Nemotron-Cascade: Scaling Cascaded Reinforcement Learning for General-Purpose Reasoning Models
Summary: arXiv:2512.13607v2 Announce Type: replace-cross
Building general-purpose reasoning models with reinforcement learning (RL) entails substantial cross-domain heterogeneity, including large variation in inference-time response lengths and verification latency. Such variability complicates the RL infrastructure, slows training, and makes training curriculum (e.g., response length extension) and hyperparameter selection challenging.
Introduction to Cascade RL
In this work, we propose cascaded domain-wise reinforcement learning (Cascade RL) to develop Nemotron-Cascade, capable of operating in both instruct and deep thinking modes, without any performance gap relative to a thinking-only counterpart. This innovative approach departs from conventional methodologies that blend heterogeneous prompts from different domains.

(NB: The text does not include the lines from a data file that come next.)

use weave_common::Span;

#[derive(Debug, Clone, PartialEq)]
pub struct Token {
    pub kind: TokenKind,
    pub span: Span,
}

impl Token {
    pub fn new(kind: TokenKind, start: u32, end: u32) -> Self {
        Self {
            kind,
            span: Span::new(start, end),
        }
    }
}

/// Every token of the schema language.
#[derive(Debug, Clone, Copy, PartialEq, Eq)]
pub enum TokenKind {
    // ── Keywords ───────────────────────────────────────────────────────
    Capability,
    Derive,
    Enum,
    False,
    For,
    Instance,
    Newtype,
    Object,
    Opaque,
    Requires,
    Struct,
    True,

    // ── Delimiters and punctuation ─────────────────────────────────────
    LBrace,
    RBrace,
    LParen,
    RParen,
    LBracket,
    RBracket,
    Lt,
    Gt,
    Comma,
    Colon,
    Eq,
    Star,
    Minus,

    // ── Literals and names ─────────────────────────────────────────────
    Ident,
    IntLiteral,
    FloatLiteral,
    /// Includes the surrounding quotes.
    StringLiteral,

    // ── Special ────────────────────────────────────────────────────────
    /// A string with no closing quote before end of line or input.
    UnterminatedString,
    /// A character that starts no token.
    Error,
    Eof,
}

impl TokenKind {
    /// How the token reads in "expected X, found Y" messages.
    pub fn describe(self) -> &'static str {
        match self {
            TokenKind::Capability => "`capability`",
            TokenKind::Derive => "`derive`",
            TokenKind::Enum => "`enum`",
            TokenKind::False => "`false`",
            TokenKind::For => "`for`",
            TokenKind::Instance => "`instance`",
            TokenKind::Newtype => "`newtype`",
            TokenKind::Object => "`object`",
            TokenKind::Opaque => "`opaque`",
            TokenKind::Requires => "`requires`",
            TokenKind::Struct => "`struct`",
            TokenKind::True => "`true`",
            TokenKind::LBrace => "`{`",
            TokenKind::RBrace => "`}`",
            TokenKind::LParen => "`(`",
            TokenKind::RParen => "`)`",
            TokenKind::LBracket => "`[`",
            TokenKind::RBracket => "`]`",
            TokenKind::Lt => "`<`",
            TokenKind::Gt => "`>`",
            TokenKind::Comma => "`,`",
            TokenKind::Colon => "`:`",
            TokenKind::Eq => "`=`",
            TokenKind::Star => "`*`",
            TokenKind::Minus => "`-`",
            TokenKind::Ident => "identifier",
            TokenKind::IntLiteral => "integer",
            TokenKind::FloatLiteral => "float",
            TokenKind::StringLiteral => "string",
            TokenKind::UnterminatedString => "unterminated string",
            TokenKind::Error => "unexpected character",
            TokenKind::Eof => "end of input",
        }
    }
}

pub fn keyword_from_str(s: &str) -> Option<TokenKind> {
    match s {
        "capability" => Some(TokenKind::Capability),
        "derive" => Some(TokenKind::Derive),
        "enum" => Some(TokenKind::Enum),
        "false" => Some(TokenKind::False),
        "for" => Some(TokenKind::For),
        "instance" => Some(TokenKind::Instance),
        "newtype" => Some(TokenKind::Newtype),
        "object" => Some(TokenKind::Object),
        "opaque" => Some(TokenKind::Opaque),
        "requires" => Some(TokenKind::Requires),
        "struct" => Some(TokenKind::Struct),
        "true" => Some(TokenKind::True),
        _ => None,
    }
}

#[cfg(test)]
mod tests {
    use super::*;

    #[test]
    fn keywords_are_case_sensitive() {
        assert_eq!(keyword_from_str("enum"), Some(TokenKind::Enum));
        assert_eq!(keyword_from_str("Enum"), None);
        assert_eq!(keyword_from_str("combine"), None);
    }
}
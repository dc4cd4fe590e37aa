//! `weavec check`: load a schema and run every `derive` declaration.

use std::io;
use std::path::{Path, PathBuf};

use serde::Serialize;
use thiserror::Error;
use tracing::{debug, info};
use weave_common::{DiagnosticOptions, LineIndex, Span};
use weave_derive::diagnostics::{error_code, leaves_to_render};
use weave_derive::{
    render_diagnostic, CaseClass, DeriveError, Deriver, Hook, InstanceRegistry, SealedTrait,
    TypePath, Typeclass,
};
use weave_schema::{render_schema_error, CapabilityDecl, DeriveDecl, Schema, SchemaError};

use crate::manifest::{Format, Manifest, ManifestError};

#[derive(Debug, Error)]
pub enum CliError {
    #[error("'{}' does not exist", .0.display())]
    NotFound(PathBuf),
    #[error("no '{}' found in '{}'", Manifest::FILE_NAME, .0.display())]
    NoManifest(PathBuf),
    #[error("failed to read '{}': {source}", path.display())]
    Read { path: PathBuf, source: io::Error },
    #[error(transparent)]
    Manifest(#[from] ManifestError),
}

/// Flags given on the command line. Each one, when set, wins over the manifest.
#[derive(Debug, Default, Clone, Copy)]
pub struct CheckFlags {
    pub explain: bool,
    pub json: bool,
    pub no_color: bool,
}

/// Effective settings after merging flags and manifest.
#[derive(Debug, Clone, Copy, PartialEq, Eq)]
pub struct Settings {
    pub explain: bool,
    pub diagnostics: DiagnosticOptions,
}

impl Settings {
    pub fn resolve(flags: CheckFlags, manifest: Option<&Manifest>) -> Settings {
        let explain = flags.explain || manifest.is_some_and(|m| m.check.explain);
        let json = flags.json || manifest.is_some_and(|m| m.diagnostics.format == Format::Json);
        let color = !flags.no_color && !json && manifest.map_or(true, |m| m.diagnostics.color);
        Settings {
            explain,
            diagnostics: DiagnosticOptions { color, json },
        }
    }
}

/// The schema file to check, and the manifest that named it if any.
#[derive(Debug)]
pub struct Target {
    pub schema: PathBuf,
    pub manifest: Option<Manifest>,
}

impl Target {
    /// `path` is a schema file, a manifest file, or a directory holding a manifest.
    pub fn locate(path: &Path) -> Result<Target, CliError> {
        if !path.exists() {
            return Err(CliError::NotFound(path.to_path_buf()));
        }
        let manifest_path = if path.is_dir() {
            let candidate = path.join(Manifest::FILE_NAME);
            if !candidate.is_file() {
                return Err(CliError::NoManifest(path.to_path_buf()));
            }
            candidate
        } else if path.file_name().is_some_and(|n| n == Manifest::FILE_NAME) {
            path.to_path_buf()
        } else {
            return Ok(Target {
                schema: path.to_path_buf(),
                manifest: None,
            });
        };

        let manifest = Manifest::from_file(&manifest_path)?;
        let root = manifest_path.parent().unwrap_or(Path::new("."));
        let schema = root.join(&manifest.project.schema);
        debug!(project = %manifest.project.name, schema = %schema.display(), "manifest loaded");
        Ok(Target {
            schema,
            manifest: Some(manifest),
        })
    }
}

/// Run every derive in the schema at `path`. Returns whether all of them
/// succeeded. Diagnostics go to stderr, per-derive results to stdout.
pub fn check(path: &Path, flags: CheckFlags) -> Result<bool, CliError> {
    let target = Target::locate(path)?;
    let settings = Settings::resolve(flags, target.manifest.as_ref());
    let source = std::fs::read_to_string(&target.schema).map_err(|source| CliError::Read {
        path: target.schema.clone(),
        source,
    })?;
    let filename = target.schema.display().to_string();
    let emitter = Emitter {
        source: &source,
        filename: &filename,
        options: settings.diagnostics,
        lines: LineIndex::new(&source),
    };

    let schema = match weave_schema::parse(&source) {
        Ok(schema) => schema,
        Err(err) => {
            emitter.schema_error(&err);
            return Ok(false);
        }
    };

    let mut capabilities = Vec::with_capacity(schema.capabilities.len());
    for decl in &schema.capabilities {
        match Capability::new(&schema, decl) {
            Ok(capability) => capabilities.push(capability),
            Err(err) => {
                emitter.schema_error(&err);
                return Ok(false);
            }
        }
    }

    if schema.derives.is_empty() {
        info!(file = %filename, "schema declares no derives");
    }

    let mut failed = 0;
    for derive in &schema.derives {
        // Lowering rejects derives naming an undeclared capability.
        let Some(capability) = capabilities.iter().find(|c| c.name() == derive.capability) else {
            continue;
        };
        if !capability.check(&schema, derive, &settings, &emitter) {
            failed += 1;
        }
    }

    println!(
        "{} derivation(s) checked, {} failed",
        schema.derives.len(),
        failed
    );
    Ok(failed == 0)
}

/// A declared capability, made concrete.
///
/// The instance is a one-line summary of the shape the derivation found,
/// built only from the type's own structure so recursive fields never need
/// their instance read.
struct Capability {
    typeclass: Typeclass<String>,
    registry: InstanceRegistry<String>,
}

impl Capability {
    fn new(schema: &Schema, decl: &CapabilityDecl) -> Result<Capability, SchemaError> {
        let registry = schema.registry_for(&decl.name, |instance, _deps| {
            format!("instance {} for {}", instance.capability, instance.pattern)
        })?;
        Ok(Capability {
            typeclass: summary_typeclass(decl),
            registry,
        })
    }

    fn name(&self) -> &str {
        self.typeclass.name()
    }

    fn check(
        &self,
        schema: &Schema,
        derive: &DeriveDecl,
        settings: &Settings,
        emitter: &Emitter<'_>,
    ) -> bool {
        let deriver = Deriver::new(&self.typeclass, &schema.universe, &self.registry);
        match deriver.derive_traced(&derive.ty) {
            Ok(derivation) => {
                println!("ok    {} for {}: {}", derive.capability, derive.ty, derivation.instance);
                if settings.explain {
                    for line in derivation.report.to_string().lines() {
                        println!("    {}", line);
                    }
                }
                true
            }
            Err(err) => {
                println!("FAIL  {} for {}", derive.capability, derive.ty);
                emitter.derive_error(&err);
                false
            }
        }
    }
}

fn summary_typeclass(decl: &CapabilityDecl) -> Typeclass<String> {
    let mut typeclass = Typeclass::new(decl.name.clone());
    if decl.has(Hook::Combine) {
        typeclass = typeclass.with_combine(|case_class: CaseClass<String>| {
            if case_class.is_singleton() {
                return case_class.type_name().to_string();
            }
            let labels: Vec<String> = case_class
                .params()
                .iter()
                .map(|p| {
                    if p.is_variadic() {
                        format!("{}*", p.label())
                    } else {
                        p.label().to_string()
                    }
                })
                .collect();
            format!("{}({})", case_class.type_name(), labels.join(", "))
        });
    }
    if decl.has(Hook::Dispatch) {
        typeclass = typeclass.with_dispatch(|sealed: SealedTrait<String>| {
            let names: Vec<&str> = sealed.subtypes().iter().map(|s| s.type_name()).collect();
            names.join(" | ")
        });
    }
    typeclass
}

/// Writes diagnostics for one schema file to stderr.
struct Emitter<'a> {
    source: &'a str,
    filename: &'a str,
    options: DiagnosticOptions,
    lines: LineIndex,
}

impl Emitter<'_> {
    fn schema_error(&self, err: &SchemaError) {
        if self.options.json {
            let span = self.span(err.span(), String::new());
            self.emit_json(JsonDiagnostic {
                code: err.code(),
                severity: "error",
                message: err.to_string(),
                file: self.filename,
                spans: vec![span],
                path: Vec::new(),
            });
        } else {
            eprint!(
                "{}",
                render_schema_error(err, self.source, self.filename, &self.options)
            );
        }
    }

    fn derive_error(&self, err: &DeriveError) {
        if !self.options.json {
            eprint!(
                "{}",
                render_diagnostic(err, self.source, self.filename, &self.options)
            );
            return;
        }
        let code = error_code(err);
        match err {
            DeriveError::Unresolved(_) => {
                for leaf in leaves_to_render(err) {
                    self.emit_json(JsonDiagnostic {
                        code,
                        severity: "error",
                        message: leaf.headline(),
                        file: self.filename,
                        spans: self.path_spans(&leaf.path),
                        path: leaf.path.iter().map(ToString::to_string).collect(),
                    });
                }
            }
            DeriveError::DirectRecursion { path, .. } => self.emit_json(JsonDiagnostic {
                code,
                severity: "error",
                message: err.to_string(),
                file: self.filename,
                spans: self.path_spans(path),
                path: path.iter().map(ToString::to_string).collect(),
            }),
            DeriveError::MalformedSum { ty, span } => self.emit_json(JsonDiagnostic {
                code,
                severity: "error",
                message: err.to_string(),
                file: self.filename,
                spans: span
                    .iter()
                    .map(|s| self.span(*s, format!("{} is declared without variants", ty)))
                    .collect(),
                path: Vec::new(),
            }),
            DeriveError::MissingHook { .. } => self.emit_json(JsonDiagnostic {
                code,
                severity: "error",
                message: err.to_string(),
                file: self.filename,
                spans: Vec::new(),
                path: Vec::new(),
            }),
        }
    }

    fn path_spans(&self, path: &[TypePath]) -> Vec<JsonSpan> {
        path.iter()
            .filter_map(|segment| {
                let span = segment.span()?;
                Some(self.span(span, format!("in {}", segment)))
            })
            .collect()
    }

    fn span(&self, span: Span, label: String) -> JsonSpan {
        let (line, column) = self.lines.line_col(span.start);
        JsonSpan {
            start: span.start,
            end: span.end,
            line,
            column,
            label,
        }
    }

    fn emit_json(&self, diagnostic: JsonDiagnostic<'_>) {
        match serde_json::to_string(&diagnostic) {
            Ok(line) => eprintln!("{}", line),
            Err(err) => eprintln!("error: failed to serialize diagnostic: {}", err),
        }
    }
}

/// One diagnostic per line in `--json` mode.
#[derive(Debug, Serialize)]
struct JsonDiagnostic<'a> {
    code: &'static str,
    severity: &'static str,
    message: String,
    file: &'a str,
    spans: Vec<JsonSpan>,
    path: Vec<String>,
}

#[derive(Debug, Serialize)]
struct JsonSpan {
    start: u32,
    end: u32,
    line: u32,
    column: u32,
    label: String,
}

#[cfg(test)]
mod tests {
    use super::*;

    fn manifest(extra: &str) -> Manifest {
        Manifest::parse(&format!(
            "[project]\nname = \"p\"\nschema = \"main.weave\"\n{}",
            extra
        ))
        .unwrap()
    }

    #[test]
    fn settings_without_manifest_follow_flags() {
        let settings = Settings::resolve(CheckFlags::default(), None);
        assert!(!settings.explain);
        assert_eq!(settings.diagnostics, DiagnosticOptions::default());

        let flags = CheckFlags {
            explain: true,
            json: true,
            no_color: false,
        };
        let settings = Settings::resolve(flags, None);
        assert!(settings.explain);
        assert!(settings.diagnostics.json);
        assert!(!settings.diagnostics.color);
    }

    #[test]
    fn manifest_settings_apply_when_flags_are_unset() {
        let manifest = manifest("[check]\nexplain = true\n[diagnostics]\ncolor = false\n");
        let settings = Settings::resolve(CheckFlags::default(), Some(&manifest));
        assert!(settings.explain);
        assert!(!settings.diagnostics.color);
        assert!(!settings.diagnostics.json);
    }

    #[test]
    fn no_color_flag_overrides_manifest() {
        let manifest = manifest("[diagnostics]\ncolor = true\n");
        let flags = CheckFlags {
            no_color: true,
            ..CheckFlags::default()
        };
        let settings = Settings::resolve(flags, Some(&manifest));
        assert!(!settings.diagnostics.color);
    }

    #[test]
    fn locate_reads_manifest_in_directory() {
        let dir = tempfile::tempdir().unwrap();
        std::fs::write(
            dir.path().join("weave.toml"),
            "[project]\nname = \"shapes\"\nschema = \"src/shapes.weave\"\n",
        )
        .unwrap();
        let target = Target::locate(dir.path()).unwrap();
        assert_eq!(target.schema, dir.path().join("src/shapes.weave"));
        assert_eq!(target.manifest.unwrap().project.name, "shapes");
    }

    #[test]
    fn locate_rejects_directory_without_manifest() {
        let dir = tempfile::tempdir().unwrap();
        let err = Target::locate(dir.path()).unwrap_err();
        assert!(matches!(err, CliError::NoManifest(_)));
    }

    #[test]
    fn summary_of_product_and_sum() {
        let schema = weave_schema::parse(
            "opaque String\n\
             capability Show(combine, dispatch)\n\
             instance Show for String\n\
             enum Shape { Dot, Line(from: String, to: String), Poly(points: String*) }\n\
             derive Show for Shape\n",
        )
        .unwrap();
        let capability = Capability::new(&schema, &schema.capabilities[0]).unwrap();
        let deriver = Deriver::new(&capability.typeclass, &schema.universe, &capability.registry);
        let instance = deriver.derive(&schema.derives[0].ty).unwrap();
        assert_eq!(*instance, "Dot | Line | Poly");

        let line = deriver.derive(&weave_derive::Ty::con("Line")).unwrap();
        assert_eq!(*line, "Line(from, to)");
        let poly = deriver.derive(&weave_derive::Ty::con("Poly")).unwrap();
        assert_eq!(*poly, "Poly(points*)");
    }

    #[test]
    fn registry_summary_names_the_instance() {
        let schema = weave_schema::parse(
            "opaque Int\ncapability Show(combine)\ninstance Show for Int\n",
        )
        .unwrap();
        let capability = Capability::new(&schema, &schema.capabilities[0]).unwrap();
        let deriver = Deriver::new(&capability.typeclass, &schema.universe, &capability.registry);
        assert_eq!(
            *deriver.derive(&weave_derive::Ty::int()).unwrap(),
            "instance Show for Int"
        );
    }
}
//! End-to-end tests for the weavec binary.
//!
//! Each test writes a schema (and sometimes a `weave.toml`) into a temp
//! directory, runs `weavec check` on it, and asserts on exit status and output.

use std::path::Path;
use std::process::{Command, Output};

const TREE: &str = "\
opaque String
capability Show(combine, dispatch)
instance Show for String
enum Tree<T> { Leaf(value: T), Branch(left: Tree<T>, right: Tree<T>) }
derive Show for Tree<String>
";

const MISSING_EMAIL: &str = "\
opaque String
capability Show(combine)
instance Show for String
struct Person { name: String, email: Email }
derive Show for Person
";

fn weavec(args: &[&str]) -> Output {
    Command::new(env!("CARGO_BIN_EXE_weavec"))
        .args(args)
        .env_remove("RUST_LOG")
        .output()
        .expect("failed to invoke weavec")
}

fn write(dir: &Path, name: &str, content: &str) -> String {
    let path = dir.join(name);
    if let Some(parent) = path.parent() {
        std::fs::create_dir_all(parent).expect("failed to create dir");
    }
    std::fs::write(&path, content).expect("failed to write file");
    path.to_str().unwrap().to_string()
}

fn stdout(output: &Output) -> String {
    String::from_utf8_lossy(&output.stdout).to_string()
}

fn stderr(output: &Output) -> String {
    String::from_utf8_lossy(&output.stderr).to_string()
}

fn json_lines(output: &Output) -> Vec<serde_json::Value> {
    stderr(output)
        .lines()
        .filter(|line| line.starts_with('{'))
        .map(|line| serde_json::from_str(line).expect("invalid JSON diagnostic"))
        .collect()
}

#[test]
fn check_recursive_schema_succeeds() {
    let dir = tempfile::tempdir().unwrap();
    let schema = write(dir.path(), "tree.weave", TREE);

    let output = weavec(&["check", &schema, "--no-color"]);
    assert!(
        output.status.success(),
        "weavec check failed:\nstdout: {}\nstderr: {}",
        stdout(&output),
        stderr(&output)
    );
    assert_eq!(
        stdout(&output),
        "ok    Show for Tree<String>: Leaf | Branch\n1 derivation(s) checked, 0 failed\n"
    );
    assert_eq!(stderr(&output), "");
}

#[test]
fn explain_prints_resolution_trace() {
    let dir = tempfile::tempdir().unwrap();
    let schema = write(dir.path(), "tree.weave", TREE);

    let output = weavec(&["check", &schema, "--explain"]);
    assert!(output.status.success());
    let out = stdout(&output);
    assert!(out.contains("    Tree<String>: sum, 2 variant(s)"), "stdout: {}", out);
    assert!(out.contains("      Leaf<String>: product, 1 field(s)"), "stdout: {}", out);
    assert!(out.contains("Tree<String>: deferred to $"), "stdout: {}", out);
}

#[test]
fn unresolved_field_fails_with_diagnostic() {
    let dir = tempfile::tempdir().unwrap();
    let schema = write(dir.path(), "person.weave", MISSING_EMAIL);

    let output = weavec(&["check", &schema, "--no-color"]);
    assert_eq!(output.status.code(), Some(1));
    assert_eq!(
        stdout(&output),
        "FAIL  Show for Person\n1 derivation(s) checked, 1 failed\n"
    );
    let err = stderr(&output);
    assert!(err.contains("D0002"), "stderr: {}", err);
    assert!(
        err.contains("could not derive Show instance for type Email"),
        "stderr: {}",
        err
    );
    assert!(err.contains("declare `instance Show for Email`"), "stderr: {}", err);
}

#[test]
fn json_diagnostics_carry_path_and_position() {
    let dir = tempfile::tempdir().unwrap();
    let schema = write(dir.path(), "person.weave", MISSING_EMAIL);

    let output = weavec(&["check", &schema, "--json"]);
    assert_eq!(output.status.code(), Some(1));
    let diagnostics = json_lines(&output);
    assert_eq!(diagnostics.len(), 1, "stderr: {}", stderr(&output));

    let diag = &diagnostics[0];
    assert_eq!(diag["code"], "D0002");
    assert_eq!(diag["severity"], "error");
    assert_eq!(diag["message"], "could not derive Show instance for type Email");
    assert_eq!(diag["path"][0], "field `email` of product type Person");
    assert_eq!(diag["spans"][0]["line"], 4);
}

#[test]
fn every_failing_leaf_is_reported() {
    let dir = tempfile::tempdir().unwrap();
    let schema = write(
        dir.path(),
        "pair.weave",
        "capability Show(combine)\nstruct Pair { left: Foo, right: Bar }\nderive Show for Pair\n",
    );

    let output = weavec(&["check", &schema, "--json"]);
    assert_eq!(output.status.code(), Some(1));
    let messages: Vec<String> = json_lines(&output)
        .iter()
        .map(|d| d["message"].as_str().unwrap().to_string())
        .collect();
    assert_eq!(
        messages,
        vec![
            "could not derive Show instance for type Foo".to_string(),
            "could not derive Show instance for type Bar".to_string(),
        ]
    );
}

#[test]
fn direct_recursion_is_rejected() {
    let dir = tempfile::tempdir().unwrap();
    let schema = write(
        dir.path(),
        "loop.weave",
        "capability Show(combine)\nstruct Loop { next: Loop }\nderive Show for Loop\n",
    );

    let output = weavec(&["check", &schema, "--no-color"]);
    assert_eq!(output.status.code(), Some(1));
    let err = stderr(&output);
    assert!(err.contains("D0001"), "stderr: {}", err);
    assert!(
        err.contains("the type Loop recurses into itself with no intervening structure"),
        "stderr: {}",
        err
    );
}

#[test]
fn schema_error_stops_before_deriving() {
    let dir = tempfile::tempdir().unwrap();
    let schema = write(dir.path(), "bad.weave", "struct P { x Int }\n");

    let output = weavec(&["check", &schema, "--no-color"]);
    assert_eq!(output.status.code(), Some(1));
    assert_eq!(stdout(&output), "");
    assert!(stderr(&output).contains("S0003"), "stderr: {}", stderr(&output));
}

#[test]
fn manifest_project_uses_its_settings() {
    let dir = tempfile::tempdir().unwrap();
    write(
        dir.path(),
        "weave.toml",
        "[project]\nname = \"people\"\nschema = \"src/person.weave\"\n\n[diagnostics]\nformat = \"json\"\n",
    );
    write(dir.path(), "src/person.weave", MISSING_EMAIL);

    let output = weavec(&["check", dir.path().to_str().unwrap()]);
    assert_eq!(output.status.code(), Some(1));
    let diagnostics = json_lines(&output);
    assert_eq!(diagnostics.len(), 1, "stderr: {}", stderr(&output));
    assert!(diagnostics[0]["file"]
        .as_str()
        .unwrap()
        .ends_with("person.weave"));
}

#[test]
fn manifest_with_unknown_key_is_rejected() {
    let dir = tempfile::tempdir().unwrap();
    write(
        dir.path(),
        "weave.toml",
        "[project]\nname = \"p\"\nschema = \"main.weave\"\ncolour = true\n",
    );
    write(dir.path(), "main.weave", TREE);

    let output = weavec(&["check", dir.path().to_str().unwrap()]);
    assert_eq!(output.status.code(), Some(1));
    let err = stderr(&output);
    assert!(err.starts_with("error: failed to parse"), "stderr: {}", err);
}

#[test]
fn missing_path_is_an_error() {
    let dir = tempfile::tempdir().unwrap();
    let missing = dir.path().join("nope.weave");

    let output = weavec(&["check", missing.to_str().unwrap()]);
    assert_eq!(output.status.code(), Some(1));
    assert!(stderr(&output).contains("does not exist"));
}

#[test]
fn directory_without_manifest_is_an_error() {
    let dir = tempfile::tempdir().unwrap();

    let output = weavec(&["check", dir.path().to_str().unwrap()]);
    assert_eq!(output.status.code(), Some(1));
    assert!(stderr(&output).contains("no 'weave.toml' found"));
}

Key Features of Nemotron-Cascade
- Sequential, Domain-Wise RL: Cascade RL orchestrates a sequential approach, focusing on domain-specific reinforcement learning that reduces engineering complexity.
- State-of-the-Art Performance: The model delivers exceptional performance across a wide range of benchmarks, thanks to its specialized training approach.
- Enhanced Reasoning Abilities: Utilizing Reinforcement Learning from Human Feedback (RLHF) for alignment as a pre-step significantly boosts the model’s reasoning capabilities beyond simple preference optimization.
- Robust Performance Maintenance: Subsequent domain-wise RLVR stages rarely degrade the benchmark performance achieved in earlier domains and may even lead to improvements.
Performance Metrics
Our 14B model, after undergoing reinforcement learning, outperforms its supervised fine-tuning (SFT) teacher, DeepSeek-R1-0528, on various benchmarks including LiveCodeBench v5, v6, and Pro. Additionally, it has achieved silver-medal performance in the prestigious 2025 International Olympiad in Informatics (IOI).
Conclusion and Future Work
Nemotron-Cascade represents a significant advancement in the creation of general-purpose reasoning models through the implementation of Cascade RL. By addressing the complexities associated with diverse domains and response characteristics, this model sets a new standard for performance and efficiency in reinforcement learning applications.
We are committed to transparency in our research and development process and will be sharing our training recipes and data methodologies to foster further exploration and advancements in the field.